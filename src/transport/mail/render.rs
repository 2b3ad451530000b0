use anyhow::{Context, Result};
use chrono::{DateTime, SecondsFormat, Utc};
use tera::Tera;

use super::{MailAttachment, OutboundEmail};
use crate::wizard::AnswerRecord;

const BODY_TEMPLATE: &str = r"
<h1>You've got an answer!</h1>
<p>Date: {{ date | safe }}</p>
<p>Time: {{ time }}</p>
<p>Food: {{ food }}</p>
<p>Movie: {{ movie }}</p>
<p>Excitement: {{ excitement }}/100</p>
";

pub fn attachment_filename(now: DateTime<Utc>) -> String {
    format!(
        "date-response-{}.json",
        now.to_rfc3339_opts(SecondsFormat::Millis, true)
    )
}

/// Renders the HTML summary. User-supplied text is escaped.
pub fn render_body(record: &AnswerRecord) -> Result<String> {
    let mut ctx = tera::Context::new();
    ctx.insert(
        "date",
        &record
            .date
            .map(|d| d.format("%-m/%-d/%Y").to_string())
            .unwrap_or_default(),
    );
    ctx.insert(
        "time",
        &record.time.map(|t| t.label()).unwrap_or_default(),
    );
    ctx.insert("food", &record.food_labels().join(", "));
    ctx.insert("movie", &record.movie);
    ctx.insert("excitement", &record.excitement.value());

    Tera::one_off(BODY_TEMPLATE, &ctx, true).context("render response email body")
}

/// Builds the notification for one response. `raw_payload` is attached
/// pretty-printed, keeping the key order it arrived in.
pub fn compose_response_email(
    record: &AnswerRecord,
    raw_payload: &serde_json::Value,
    sender: &str,
    subject: &str,
    now: DateTime<Utc>,
) -> Result<OutboundEmail> {
    let body = serde_json::to_string_pretty(raw_payload).context("serialize attachment")?;
    Ok(OutboundEmail {
        from: sender.to_string(),
        to: sender.to_string(),
        subject: subject.to_string(),
        html: render_body(record)?,
        attachment: MailAttachment {
            filename: attachment_filename(now),
            content_type: "application/json",
            body,
        },
    })
}

#[cfg(test)]
mod tests {
    use super::*;
    use chrono::TimeZone;
    use serde_json::json;

    fn sample() -> (AnswerRecord, serde_json::Value) {
        let raw = json!({
            "date": "2024-06-01",
            "time": "18:00",
            "food": ["Lasagna", "Chicken Pie"],
            "movie": "Titanic",
            "excitement": 75
        });
        (serde_json::from_value(raw.clone()).unwrap(), raw)
    }

    #[test]
    fn body_lists_every_field() {
        let (record, _) = sample();
        let html = render_body(&record).unwrap();

        assert!(html.contains("Date: 6/1/2024"));
        assert!(html.contains("Time: 18:00"));
        assert!(html.contains("Food: Lasagna, Chicken Pie"));
        assert!(html.contains("Movie: Titanic"));
        assert!(html.contains("Excitement: 75/100"));
    }

    #[test]
    fn body_escapes_free_text_movie() {
        let (mut record, _) = sample();
        record.movie = "<script>alert(1)</script>".into();
        let html = render_body(&record).unwrap();
        assert!(!html.contains("<script>"));
        assert!(html.contains("&lt;script&gt;"));
    }

    #[test]
    fn attachment_is_timestamped_pretty_json() {
        let (record, raw) = sample();
        let now = Utc.with_ymd_and_hms(2024, 6, 1, 12, 30, 0).unwrap();
        let email =
            compose_response_email(&record, &raw, "me@example.com", "subject", now).unwrap();

        assert_eq!(email.from, "me@example.com");
        assert_eq!(email.to, "me@example.com");
        assert_eq!(
            email.attachment.filename,
            "date-response-2024-06-01T12:30:00.000Z.json"
        );
        assert_eq!(email.attachment.content_type, "application/json");
        assert!(email.attachment.body.contains("\n  \"movie\": \"Titanic\""));
        let parsed: serde_json::Value = serde_json::from_str(&email.attachment.body).unwrap();
        assert_eq!(parsed, raw);
    }
}
use super::super::{GatewayConfig, MailConfig, WizardConfig};
use crate::ConfigError;
use directories::UserDirs;
use serde::{Deserialize, Serialize};
use std::path::PathBuf;

#[derive(Debug, Clone, Serialize, Deserialize)]
pub struct Config {
    /// Directory holding config.toml and local storage - computed, not serialized
    #[serde(skip)]
    pub data_dir: PathBuf,
    /// Path to config.toml - computed, not serialized
    #[serde(skip)]
    pub config_path: PathBuf,

    #[serde(default)]
    pub gateway: GatewayConfig,

    #[serde(default)]
    pub mail: MailConfig,

    #[serde(default)]
    pub wizard: WizardConfig,
}

impl Default for Config {
    fn default() -> Self {
        let home = UserDirs::new().map_or_else(|| PathBuf::from("."), |u| u.home_dir().to_path_buf());
        let data_dir = home.join(".rendezvous");

        Self {
            config_path: data_dir.join("config.toml"),
            data_dir,
            gateway: GatewayConfig::default(),
            mail: MailConfig::default(),
            wizard: WizardConfig::default(),
        }
    }
}

impl Config {
    /// Where the wizard's local storage lives.
    pub fn storage_path(&self) -> PathBuf {
        self.wizard
            .storage_path
            .clone()
            .unwrap_or_else(|| self.data_dir.join("local_storage.json"))
    }

    pub fn validate(&self) -> Result<(), ConfigError> {
        let url = self.wizard.gateway_url.trim();
        if !(url.starts_with("http://") || url.starts_with("https://")) {
            return Err(invalid(format!(
                "wizard.gateway_url must be an http(s) URL, got {url:?}"
            )));
        }
        if self.wizard.submit_timeout_secs == 0 {
            return Err(invalid("wizard.submit_timeout_secs must be greater than zero"));
        }
        if self.mail.smtp_host.trim().is_empty() {
            return Err(invalid("mail.smtp_host cannot be empty"));
        }
        if self.mail.timeout_secs == 0 {
            return Err(invalid("mail.timeout_secs must be greater than zero"));
        }
        Ok(())
    }
}

fn invalid(message: impl Into<String>) -> ConfigError {
    ConfigError::Validation(message.into())
}
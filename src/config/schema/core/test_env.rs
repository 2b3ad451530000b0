use std::sync::{LazyLock, Mutex, MutexGuard};

pub(crate) static ENV_LOCK: LazyLock<Mutex<()>> = LazyLock::new(|| Mutex::new(()));

/// Holds [`ENV_LOCK`] and restores every touched variable on drop.
pub(crate) struct ScopedEnv {
    saved: Vec<(&'static str, Option<String>)>,
    _lock: MutexGuard<'static, ()>,
}

impl ScopedEnv {
    pub(crate) fn lock() -> Self {
        let lock = ENV_LOCK
            .lock()
            .unwrap_or_else(std::sync::PoisonError::into_inner);
        Self {
            saved: Vec::new(),
            _lock: lock,
        }
    }

    pub(crate) fn set(mut self, key: &'static str, value: &str) -> Self {
        self.remember(key);
        // SAFETY: test-only; ENV_LOCK is held for the guard's lifetime.
        unsafe { std::env::set_var(key, value) };
        self
    }

    pub(crate) fn unset(mut self, key: &'static str) -> Self {
        self.remember(key);
        // SAFETY: test-only; ENV_LOCK is held for the guard's lifetime.
        unsafe { std::env::remove_var(key) };
        self
    }

    fn remember(&mut self, key: &'static str) {
        if !self.saved.iter().any(|(k, _)| *k == key) {
            self.saved.push((key, std::env::var(key).ok()));
        }
    }
}

impl Drop for ScopedEnv {
    fn drop(&mut self) {
        for (key, previous) in self.saved.drain(..) {
            // SAFETY: restoration happens before the lock is released.
            unsafe {
                match previous {
                    Some(value) => std::env::set_var(key, value),
                    None => std::env::remove_var(key),
                }
            }
        }
    }
}
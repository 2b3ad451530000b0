//! Read-only admin view over a response JSON file.
//!
//! Loading never fails loudly: unreadable or invalid input is logged and the
//! current list is kept as it was.

use chrono::{DateTime, Local, Utc};
use std::fmt::Write as _;
use std::path::Path;

use crate::wizard::AnswerRecord;

pub const EMPTY_MESSAGE: &str = "Upload a response JSON file to view it!";
const NOT_SELECTED: &str = "Not selected";

#[derive(Debug, Clone, PartialEq, Eq)]
pub struct StoredResponse {
    pub timestamp: DateTime<Utc>,
    pub data: AnswerRecord,
}

#[derive(Debug, Default)]
pub struct ResponseViewer {
    responses: Vec<StoredResponse>,
}

impl ResponseViewer {
    pub fn new() -> Self {
        Self::default()
    }

    pub fn responses(&self) -> &[StoredResponse] {
        &self.responses
    }

    /// Replaces the list with one record, stamped with the load time.
    pub fn load_record(&mut self, data: AnswerRecord) {
        self.responses = vec![StoredResponse {
            timestamp: Utc::now(),
            data,
        }];
    }

    pub fn load_json(&mut self, contents: &str) {
        match serde_json::from_str::<AnswerRecord>(contents) {
            Ok(data) => self.load_record(data),
            Err(e) => tracing::error!(error = %e, "Error parsing JSON"),
        }
    }

    pub fn load_file(&mut self, path: &Path) {
        match std::fs::read_to_string(path) {
            Ok(contents) => self.load_json(&contents),
            Err(e) => {
                tracing::error!(path = %path.display(), error = %e, "Error reading response file");
            }
        }
    }

    pub fn render(&self) -> String {
        if self.responses.is_empty() {
            return format!("{EMPTY_MESSAGE}\n");
        }

        let mut out = String::from("Date Proposal Responses\n");
        for response in &self.responses {
            let _ = writeln!(out);
            let _ = write!(out, "{}", render_response(response));
        }
        out
    }
}

fn or_not_selected(value: &str) -> &str {
    if value.is_empty() { NOT_SELECTED } else { value }
}

fn render_response(response: &StoredResponse) -> String {
    let data = &response.data;
    let local = response.timestamp.with_timezone(&Local);
    let date = data
        .date
        .map_or_else(|| NOT_SELECTED.to_string(), |d| d.format("%-m/%-d/%Y").to_string());
    let time = data.time.map(|t| t.label()).unwrap_or_default();
    let food = data.food_labels().join(", ");

    let mut out = String::new();
    let _ = writeln!(out, "Response Time: {}", local.format("%-m/%-d/%Y, %-I:%M:%S %p"));
    let _ = writeln!(out, "  Date: {date}");
    let _ = writeln!(out, "  Time: {}", or_not_selected(&time));
    let _ = writeln!(out, "  Food Choices: {}", or_not_selected(&food));
    let _ = writeln!(out, "  Movie: {}", or_not_selected(&data.movie));
    let _ = writeln!(out, "  Excitement Level: {}/100", data.excitement);
    out
}
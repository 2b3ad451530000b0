use anyhow::Result;
use console::style;
use dialoguer::Select;

use super::super::domain::Availability;
use super::super::state::WizardController;
use super::super::view::print_success;

pub fn ask_invitation(wizard: &mut WizardController) -> Result<()> {
    let options = ["Yes, I'd love to!", "No"];
    let choice = Select::new()
        .with_prompt("  Will you go on a date with me?")
        .items(&options)
        .default(0)
        .interact()?;

    let answer = if choice == 0 {
        Availability::Yes
    } else {
        println!();
        println!("  {}", style("There is no \"NOOOOOO\"").red().bold());
        println!("  {}", style("You must come with me!").dim());
        Select::new()
            .with_prompt("  So?")
            .items(&["Okay, I'll come!"])
            .default(0)
            .interact()?;
        Availability::No
    };

    wizard.respond(answer);
    print_success("YEYYYYYYYY!");
    Ok(())
}
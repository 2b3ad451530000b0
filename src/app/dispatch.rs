use anyhow::Result;
use std::path::Path;
use std::sync::Arc;
use tracing::info;

use crate::Config;
use crate::cli::{Cli, Commands};
use crate::storage::LocalStore;
use crate::viewer::ResponseViewer;
use crate::wizard::load_saved_answers;

pub async fn dispatch(cli: Cli, config: Arc<Config>) -> Result<()> {
    match cli.command {
        Commands::Ask { gateway_url } => {
            crate::wizard::run_wizard(&config, gateway_url).await?;
            Ok(())
        }

        Commands::Serve { port, host } => {
            let port = port.unwrap_or(config.gateway.port);
            let host = host.unwrap_or_else(|| config.gateway.host.clone());
            if port == 0 {
                info!("Starting Rendezvous gateway on {host} (random port)");
            } else {
                info!("Starting Rendezvous gateway on {host}:{port}");
            }
            crate::transport::gateway::run_gateway(&host, port, Arc::clone(&config)).await
        }

        Commands::View { file } => {
            let viewer = match file {
                Some(path) => view_file(&path),
                None => view_saved(&config),
            };
            print!("{}", viewer.render());
            Ok(())
        }
    }
}

fn view_file(path: &Path) -> ResponseViewer {
    let mut viewer = ResponseViewer::new();
    viewer.load_file(path);
    viewer
}

/// Unreadable saved answers are logged and the viewer stays empty.
fn view_saved(config: &Config) -> ResponseViewer {
    let store = LocalStore::open(config.storage_path());
    let mut viewer = ResponseViewer::new();
    match load_saved_answers(&store) {
        Ok(Some(record)) => viewer.load_record(record),
        Ok(None) => {}
        Err(e) => {
            tracing::error!(path = %store.path().display(), error = %e, "Error reading saved answers");
        }
    }
    viewer
}
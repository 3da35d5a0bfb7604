//! Money and product identifier value objects.

use serde::{Deserialize, Serialize};

/// Product identifier.
///
/// The product collaborator keys its catalog by numeric ID, so this wraps
/// an `i64` rather than a SKU string.
#[derive(Debug, Clone, Copy, PartialEq, Eq, Hash, Serialize, Deserialize)]
#[serde(transparent)]
pub struct ProductId(i64);

impl ProductId {
    /// Creates a product ID from a raw numeric value.
    pub fn new(id: i64) -> Self {
        Self(id)
    }

    /// Returns the raw numeric value.
    pub fn as_i64(&self) -> i64 {
        self.0
    }
}

impl std::fmt::Display for ProductId {
    fn fmt(&self, f: &mut std::fmt::Formatter<'_>) -> std::fmt::Result {
        write!(f, "{}", self.0)
    }
}

impl From<i64> for ProductId {
    fn from(id: i64) -> Self {
        Self(id)
    }
}

impl From<ProductId> for i64 {
    fn from(id: ProductId) -> Self {
        id.0
    }
}

/// Money amount represented in cents to avoid floating point issues.
#[derive(Debug, Clone, Copy, PartialEq, Eq, PartialOrd, Ord, Hash, Serialize, Deserialize)]
pub struct Money {
    /// Amount in cents (e.g., 1000 = $10.00)
    cents: i64,
}

impl Money {
    /// Creates a new Money amount from cents.
    pub fn from_cents(cents: i64) -> Self {
        Self { cents }
    }

    /// Creates a new Money amount from a dollar value.
    pub fn from_dollars(dollars: i64) -> Self {
        Self {
            cents: dollars * 100,
        }
    }

    /// Returns zero money.
    pub fn zero() -> Self {
        Self { cents: 0 }
    }

    /// Returns the amount in cents.
    pub fn cents(&self) -> i64 {
        self.cents
    }

    /// Returns the dollar portion (whole number).
    pub fn dollars(&self) -> i64 {
        self.cents / 100
    }

    /// Returns the cents portion (remainder after dollars).
    pub fn cents_part(&self) -> i64 {
        self.cents.abs() % 100
    }

    /// Returns true if the amount is zero.
    pub fn is_zero(&self) -> bool {
        self.cents == 0
    }

    /// Multiplies by a quantity.
    pub fn multiply(&self, quantity: u32) -> Money {
        Money {
            cents: self.cents * quantity as i64,
        }
    }
}

impl Default for Money {
    fn default() -> Self {
        Self::zero()
    }
}

impl std::fmt::Display for Money {
    fn fmt(&self, f: &mut std::fmt::Formatter<'_>) -> std::fmt::Result {
        if self.cents < 0 {
            write!(f, "-${}.{:02}", self.dollars().abs(), self.cents_part())
        } else {
            write!(f, "${}.{:02}", self.dollars(), self.cents_part())
        }
    }
}

impl std::ops::Add for Money {
    type Output = Money;

    fn add(self, rhs: Self) -> Self::Output {
        Money {
            cents: self.cents + rhs.cents,
        }
    }
}

impl std::ops::Sub for Money {
    type Output = Money;

    fn sub(self, rhs: Self) -> Self::Output {
        Money {
            cents: self.cents - rhs.cents,
        }
    }
}

impl std::ops::AddAssign for Money {
    fn add_assign(&mut self, rhs: Self) {
        self.cents += rhs.cents;
    }
}

#[cfg(test)]
mod tests {
    use super::*;

    #[test]
    fn test_product_id_conversion() {
        let id = ProductId::new(7);
        assert_eq!(id.as_i64(), 7);

        let id2: ProductId = 42.into();
        assert_eq!(i64::from(id2), 42);
    }

    #[test]
    fn test_money_from_cents() {
        let money = Money::from_cents(1234);
        assert_eq!(money.cents(), 1234);
        assert_eq!(money.dollars(), 12);
        assert_eq!(money.cents_part(), 34);
    }

    #[test]
    fn test_money_from_dollars() {
        let money = Money::from_dollars(10);
        assert_eq!(money.cents(), 1000);
    }

    #[test]
    fn test_money_display() {
        assert_eq!(Money::from_cents(1234).to_string(), "$12.34");
        assert_eq!(Money::from_cents(5).to_string(), "$0.05");
        assert_eq!(Money::from_cents(-1234).to_string(), "-$12.34");
    }

    #[test]
    fn test_money_arithmetic() {
        let a = Money::from_cents(1000);
        let b = Money::from_cents(500);

        assert_eq!((a + b).cents(), 1500);
        assert_eq!((a - b).cents(), 500);
        assert_eq!(a.multiply(3).cents(), 3000);

        let mut c = a;
        c += b;
        assert_eq!(c.cents(), 1500);
    }

    #[test]
    fn test_money_serialization_roundtrip() {
        let money = Money::from_cents(2000);
        let json = serde_json::to_string(&money).unwrap();
        let deserialized: Money = serde_json::from_str(&json).unwrap();
        assert_eq!(money, deserialized);
    }
}
//! Saga state machine.

use serde::{Deserialize, Serialize};

/// The state of an order placement saga.
///
/// State transitions:
/// ```text
/// Start ──► Validating ──► Persisting ──► Reserving ──► Clearing ──► Done
///               │               │             │
///               └──► Aborted ◄──┘             └──► Compensating ──► Failed
/// ```
///
/// `Aborted` is only reachable before the local commit (nothing durable
/// exists); `Compensating`/`Failed` only after it.
#[derive(Debug, Clone, Copy, PartialEq, Eq, Hash, Serialize, Deserialize, Default)]
pub enum SagaState {
    /// Saga created, cart not yet fetched.
    #[default]
    Start,

    /// Cart fetched, per-line price/stock checks running.
    Validating,

    /// Validation passed, local ledger commit in progress.
    Persisting,

    /// Order committed, inventory deltas being applied.
    Reserving,

    /// Inventory reserved, cart clear in progress.
    Clearing,

    /// Order finalized (terminal state).
    Done,

    /// Failed before any durable write (terminal state).
    Aborted,

    /// Reverse deltas being applied after a reservation failure.
    Compensating,

    /// Compensation finished, order durably marked failed (terminal state).
    Failed,
}

impl SagaState {
    /// Returns true if a durable order exists for this state.
    pub fn past_persist(&self) -> bool {
        matches!(
            self,
            SagaState::Reserving
                | SagaState::Clearing
                | SagaState::Done
                | SagaState::Compensating
                | SagaState::Failed
        )
    }

    /// Returns true if this is a terminal state.
    pub fn is_terminal(&self) -> bool {
        matches!(self, SagaState::Done | SagaState::Aborted | SagaState::Failed)
    }

    /// Returns the state name as a string.
    pub fn as_str(&self) -> &'static str {
        match self {
            SagaState::Start => "Start",
            SagaState::Validating => "Validating",
            SagaState::Persisting => "Persisting",
            SagaState::Reserving => "Reserving",
            SagaState::Clearing => "Clearing",
            SagaState::Done => "Done",
            SagaState::Aborted => "Aborted",
            SagaState::Compensating => "Compensating",
            SagaState::Failed => "Failed",
        }
    }
}

impl std::fmt::Display for SagaState {
    fn fmt(&self, f: &mut std::fmt::Formatter<'_>) -> std::fmt::Result {
        write!(f, "{}", self.as_str())
    }
}

#[cfg(test)]
mod tests {
    use super::*;

    #[test]
    fn test_default_state_is_start() {
        assert_eq!(SagaState::default(), SagaState::Start);
    }

    #[test]
    fn test_terminal_states() {
        assert!(SagaState::Done.is_terminal());
        assert!(SagaState::Aborted.is_terminal());
        assert!(SagaState::Failed.is_terminal());

        assert!(!SagaState::Start.is_terminal());
        assert!(!SagaState::Validating.is_terminal());
        assert!(!SagaState::Persisting.is_terminal());
        assert!(!SagaState::Reserving.is_terminal());
        assert!(!SagaState::Clearing.is_terminal());
        assert!(!SagaState::Compensating.is_terminal());
    }

    #[test]
    fn test_past_persist() {
        assert!(!SagaState::Start.past_persist());
        assert!(!SagaState::Validating.past_persist());
        assert!(!SagaState::Persisting.past_persist());
        assert!(!SagaState::Aborted.past_persist());

        assert!(SagaState::Reserving.past_persist());
        assert!(SagaState::Clearing.past_persist());
        assert!(SagaState::Compensating.past_persist());
        assert!(SagaState::Done.past_persist());
        assert!(SagaState::Failed.past_persist());
    }

    #[test]
    fn test_display() {
        assert_eq!(SagaState::Validating.to_string(), "Validating");
        assert_eq!(SagaState::Compensating.to_string(), "Compensating");
    }
}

════════

• **TASK GOAL**
Copy out all lines above holding "Some".

• **TASK RESPONSE**
                    Some(value) => std::env::set_var(key, value),
                Some(path) => view_file(&path),
        Ok(Some(record)) => viewer.load_record(record),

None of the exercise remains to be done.